Podman Permission Issues on Lifebit Platform

Dear Seqera Team and Community,

I recently started working on the Lifebit platform to run analyses using Nextflow. The pipeline I am running has been tested successfully on multiple servers with different environments, primarily using Apptainer. However, on the Lifebit platform, where Podman containers are used, I am encountering permission-related issues that prevent the container from reading and writing properly.
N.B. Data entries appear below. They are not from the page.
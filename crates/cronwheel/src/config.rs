//! Scheduler tuning knobs.

use std::time::Duration;

/// Configuration for a [`Scheduler`](crate::Scheduler) instance.
#[derive(Debug, Clone)]
pub struct SchedulerConfig {
    /// Human-readable scheduler name, reported in metadata and logs.
    pub scheduler_name: String,
    /// Number of concurrent job executions.
    pub worker_count: usize,
    /// Maximum triggers acquired per firing-loop pass.
    pub batch_size: usize,
    /// How far ahead the firing loop looks for due triggers, and how long it
    /// sleeps when nothing is pending.
    pub idle_wait: Duration,
    /// A trigger more overdue than this has misfired.
    pub misfire_threshold: Duration,
    /// Cadence of the background misfire scan.
    pub misfire_scan_interval: Duration,
    /// Acquired-but-never-fired reservations older than this are released by
    /// the recovery pass at start.
    pub fired_lease: Duration,
}

impl Default for SchedulerConfig {
    fn default() -> Self {
        Self {
            scheduler_name: "cronwheel".to_string(),
            worker_count: 10,
            batch_size: 8,
            idle_wait: Duration::from_secs(30),
            misfire_threshold: Duration::from_secs(60),
            misfire_scan_interval: Duration::from_secs(60),
            fired_lease: Duration::from_secs(300),
        }
    }
}
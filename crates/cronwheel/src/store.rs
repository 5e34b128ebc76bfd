//! In-memory registry of jobs, triggers and calendars.
//!
//! One reader-writer lock guards the whole structure. Stored values are
//! never mutated in place: every update clones, rewrites, and replaces, so
//! everything handed out of the store is a snapshot. Acquisition is the
//! serialization point between the firing loop and client mutations — a
//! trigger transitions to an acquired state atomically with leaving the
//! time-ordered queue, making it invisible to other acquirers.

use std::cmp::Reverse;
use std::collections::{BTreeSet, HashMap, HashSet};
use std::sync::Arc;

use chrono::{DateTime, Duration, Utc};
use parking_lot::RwLock;
use tracing::{debug, warn};
use uuid::Uuid;

use crate::calendar::Calendar;
use crate::error::{Result, SchedulerError};
use crate::job::{CompletionInstruction, JobDetail};
use crate::key::{JobKey, TriggerKey, MANUAL_TRIGGER_GROUP};
use crate::trigger::{MisfireInstruction, Trigger, TriggerState};

/// Internal record state; the externally visible [`TriggerState`] folds
/// `Acquired` into `Normal`.
#[derive(Debug, Clone, Copy, PartialEq, Eq)]
enum RecordState {
    Waiting,
    Paused,
    Acquired,
    Blocked,
    PausedBlocked,
    Complete,
    Error,
}

#[derive(Clone)]
struct TriggerRecord {
    trigger: Trigger,
    state: RecordState,
}

/// Queue ordering: earliest fire time first, then priority descending, then
/// key for determinism.
#[derive(Clone, PartialEq, Eq, PartialOrd, Ord)]
struct QueueKey {
    time: DateTime<Utc>,
    priority: Reverse<i32>,
    key: TriggerKey,
}

impl QueueKey {
    fn of(trigger: &Trigger) -> Option<Self> {
        trigger.next_fire_time().map(|time| Self {
            time,
            priority: Reverse(trigger.priority()),
            key: trigger.key().clone(),
        })
    }
}

/// Reservation of one trigger for one firing pass.
struct FiredRecord {
    trigger_key: TriggerKey,
    job_key: JobKey,
    scheduled_fire_time: DateTime<Utc>,
    acquired_at: DateTime<Utc>,
    /// Set once `trigger_fired` ran; fired records are past the point of
    /// lease-based recovery.
    fired: bool,
}

/// A trigger handed to the firing loop by acquisition.
pub(crate) struct AcquiredTrigger {
    pub fire_id: Uuid,
    pub key: TriggerKey,
    pub scheduled_fire_time: DateTime<Utc>,
}

pub(crate) struct AcquireOutcome {
    pub acquired: Vec<AcquiredTrigger>,
    /// Triggers rewritten by their misfire instruction during this pass.
    pub misfired: Vec<Trigger>,
}

/// Everything the run shell needs for one execution.
pub(crate) struct FiredBundle {
    pub job: Arc<JobDetail>,
    pub trigger: Trigger,
    pub scheduled_fire_time: DateTime<Utc>,
    pub actual_fire_time: DateTime<Utc>,
}

#[derive(Default)]
pub(crate) struct CompletionEffects {
    /// Snapshot of a trigger that will never fire again.
    pub finalized: Option<Trigger>,
}

#[derive(Default)]
struct Inner {
    jobs: HashMap<JobKey, Arc<JobDetail>>,
    triggers: HashMap<TriggerKey, TriggerRecord>,
    queue: BTreeSet<QueueKey>,
    paused_trigger_groups: HashSet<String>,
    paused_job_groups: HashSet<String>,
    /// Set by `pause_all`: groups created afterwards also start paused.
    all_paused: bool,
    blocked_jobs: HashSet<JobKey>,
    calendars: HashMap<String, Arc<dyn Calendar>>,
    fired: HashMap<Uuid, FiredRecord>,
}

/// The in-memory job store.
#[derive(Default)]
pub struct MemoryStore {
    inner: RwLock<Inner>,
}
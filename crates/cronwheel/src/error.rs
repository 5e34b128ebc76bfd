//! Error types for the scheduler core.

use thiserror::Error;

/// Result type alias
pub type Result<T> = std::result::Result<T, SchedulerError>;

/// Errors surfaced to clients of the scheduler.
///
/// Failures inside the firing loop or listeners never take this shape —
/// they are logged, reported to scheduler listeners, and the scheduler
/// keeps running.
#[derive(Debug, Error)]
pub enum SchedulerError {
    /// Keyed insertion without `replace` over an existing object.
    #[error("object already exists: {0}")]
    ObjectAlreadyExists(String),

    /// Registry-level failure (e.g. deleting a calendar still in use).
    #[error("persistence error: {0}")]
    JobPersistence(String),

    /// A referenced key is absent.
    #[error("object not found: {0}")]
    ObjectNotFound(String),

    /// A trigger's recurrence yields no future fire time.
    #[error("trigger '{0}' will never fire")]
    TriggerDoesNotFire(String),

    /// Validation failure on trigger fields or a cron expression.
    #[error("invalid configuration: {0}")]
    InvalidConfiguration(String),

    /// Interruption was requested for a job that does not support it.
    #[error("unable to interrupt job '{0}'")]
    UnableToInterruptJob(String),

    /// The operation requires a scheduler state other than the current one.
    #[error("scheduler state error: {0}")]
    SchedulerState(String),
}

impl From<cronwheel_cron::ParseError> for SchedulerError {
    fn from(e: cronwheel_cron::ParseError) -> Self {
        Self::InvalidConfiguration(e.to_string())
    }
}
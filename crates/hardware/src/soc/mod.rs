//! System-on-Chip (SoC) interface.
//!
//! The privileged core does not model a bus or devices. This module holds the
//! trait through which it reaches the translation cache, page-table walker,
//! block cache, and interrupt controller of the surrounding emulator.

/// Platform trait definitions.
pub mod traits;

pub use traits::Platform;
//! Virtualized performance counters.
//!
//! The cycle and instructions-retired CSRs are views over one monotonically increasing
//! raw count kept by the dispatch loop. A write does not touch the raw count; it records
//! a new offset and the raw value at the time of the write, so that
//!
//! ```text
//! current = raw - snapshot + offset
//! ```
//!
//! continues counting from the written value.

use crate::common::constants::{HIGH_WORD_MASK, HIGH_WORD_SHIFT, LOW_WORD_MASK};
use crate::config::Xlen;

/// One virtualized counter.
#[derive(Clone, Copy, Debug, Default, PartialEq, Eq)]
pub struct VirtualCounter {
    snapshot: u64,
    offset: u64,
}

impl VirtualCounter {
    /// Returns the counter value for raw count `raw`.
    #[inline]
    pub const fn current(&self, raw: u64) -> u64 {
        raw.wrapping_sub(self.snapshot).wrapping_add(self.offset)
    }

    /// Writes the low CSR of the counter.
    ///
    /// On RV64 the whole counter is replaced. On RV32 only the low 32 bits are, and the
    /// high half keeps its current value.
    pub fn write_low(&mut self, raw: u64, value: u64, xlen: Xlen) {
        let offset = match xlen {
            Xlen::Rv64 => value,
            Xlen::Rv32 => (self.current(raw) & HIGH_WORD_MASK) | (value & LOW_WORD_MASK),
        };
        self.rebase(raw, offset);
    }

    /// Writes the high 32 bits of the counter (RV32 `*h` CSRs).
    pub fn write_high(&mut self, raw: u64, value: u64) {
        let offset =
            (self.current(raw) & LOW_WORD_MASK) | ((value & LOW_WORD_MASK) << HIGH_WORD_SHIFT);
        self.rebase(raw, offset);
    }

    const fn rebase(&mut self, raw: u64, offset: u64) {
        self.offset = offset;
        self.snapshot = raw;
    }
}

/// The hart's counter state.
///
/// `mcycle` and `minstret` both advance with retired instructions: the core does not
/// model pipeline timing, so one instruction is one cycle.
#[derive(Clone, Copy, Debug, Default, PartialEq, Eq)]
pub struct Counters {
    raw: u64,
    /// Virtualized `mcycle`.
    pub cycle: VirtualCounter,
    /// Virtualized `minstret`.
    pub instret: VirtualCounter,
}

impl Counters {
    /// Advances the raw count by `count` retired instructions.
    pub const fn retire(&mut self, count: u64) {
        self.raw = self.raw.wrapping_add(count);
    }

    /// Returns the raw instruction count since reset.
    pub const fn raw(&self) -> u64 {
        self.raw
    }

    /// Returns the current `mcycle` value.
    pub const fn mcycle(&self) -> u64 {
        self.cycle.current(self.raw)
    }

    /// Returns the current `minstret` value.
    pub const fn minstret(&self) -> u64 {
        self.instret.current(self.raw)
    }
}
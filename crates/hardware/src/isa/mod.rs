//! Instruction set definitions consumed by the privileged core.
//!
//! Decoding lives in the surrounding dispatch loop; only the privileged
//! architecture's numeric vocabulary (cause codes) is defined here.

/// Privileged architecture definitions (trap causes).
pub mod privileged;
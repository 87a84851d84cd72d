//! RISC-V privileged-architecture core.
//!
//! This crate implements the privileged execution semantics of an emulated RISC-V hart,
//! following the 1.9-era privileged specification (`sptbr`, `sbadaddr`, `mstatus.VM`):
//! 1. **CSRs:** Table-driven access control and per-register write masks and side effects.
//! 2. **Traps:** Cause recording and a typed unwind back to the dispatch loop.
//! 3. **Privilege:** `sret`/`mret` and privilege switches with translation flushes.
//! 4. **Counters:** Writable cycle and instructions-retired counters over a raw count.
//! 5. **MMU Bridge:** Turning page-table walk failures into raised exceptions.
//!
//! Instruction decode, the translation and block caches, the page-table walker, and
//! interrupt delivery belong to the embedding emulator and are reached through
//! [`soc::Platform`].

/// Common types and constants (addresses, access types, unwind signal).
pub mod common;
/// Hart configuration (register width, ISA capability, reset state).
pub mod config;
/// CPU core (architectural state, CSR dispatch, traps).
pub mod core;
/// Instruction set vocabulary (trap cause codes).
pub mod isa;
/// Services provided by the embedding emulator.
pub mod soc;

/// Hart configuration; use `Config::default()` or `Config::from_json`.
pub use crate::config::Config;
/// Privileged state of one hart; construct with `Cpu::new`.
pub use crate::core::Cpu;
/// Unwind signal carried by every fallible hart operation.
pub use crate::common::{CpuResult, Unwind};
/// The emulator services a hart calls out to.
pub use crate::soc::Platform;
I would appreciate any insights or guidance on resolving this issue. Below is the error message I encountered:

Error Message:

ERROR ~ Error executing process > 'VEP_score (1)'  

Caused by:  
  Process `VEP_score (1)` terminated with an error exit status (1)  

Command executed:  
  vep -i "p1.vcf" --offline --assembly GRCh38 --vcf --fork 8 --cache --force_overwrite --pick_allele --plugin CADD,/CADD/v1.6/data/GRCh38_v1.6/no_anno/whole_genome_SNVs.tsv.gz, CADD/v1.6/data/GRCh38_v1.6/no_anno/gnomad.genomes.r3.0.indel.tsv.gz,"wes.tsv.gz" --af_gnomadg --fields "Allele,Consequence,SYMBOL,Gene,gnomADg_AF,gnomADg_NFE_AF,gnomADe_AF,gnomADe_NFE_AF,CADD_RAW,gnomadRF_RF_flag" -o "chr10.pl.vep.vcf" --dir_cache VE P111/ --dir_plugins /templates/Plugins  

Command exit status:  
  1  

Command output:  
  (empty)  

Command error:  
  time="2025-02-06T16:13:55Z" level=warning msg="failed to set net.ipv6.conf.default.accept_dad sysctl: open /proc/sys/net/ipv6/conf/default/accept_dad: read-only file system"  
  touch: cannot touch '.command.trace': Permission denied  

Container Used:
docker://parsboy66/vep:v1

Any help or suggestions on resolving this permission issue would be greatly appreciated.

Best regards,
Iman

HI Iman

I’d recommend looking at the .command.run file in the task working directory. This file is vanilla bash and contains everything needed to stage in task inputs and run the container. Executing this file with should be sufficient to replicate the permissions issue:

cd work/pa/thtoyourtaskworkdir
bash .command.run

It sounds like the task working directory is owned by a different user and has restricted permissions that are not extended to the user inside the container.

I would run ls -lha in the task workdir, and then check in the .command.run how the container is executed and then run ls -lha inside the container. Check the uid of the folder owner and the corresponding uid of the user inside the container. It’s very likely that the user inside the container does not have permissions on the mounted volume inside the container.

A common solution is to ensure that the user inside the container is root.

If that doesn’t fix it, it might be a platform-related issue, which we may not able to help with. However you’re welcome to try it out on Seqera platform.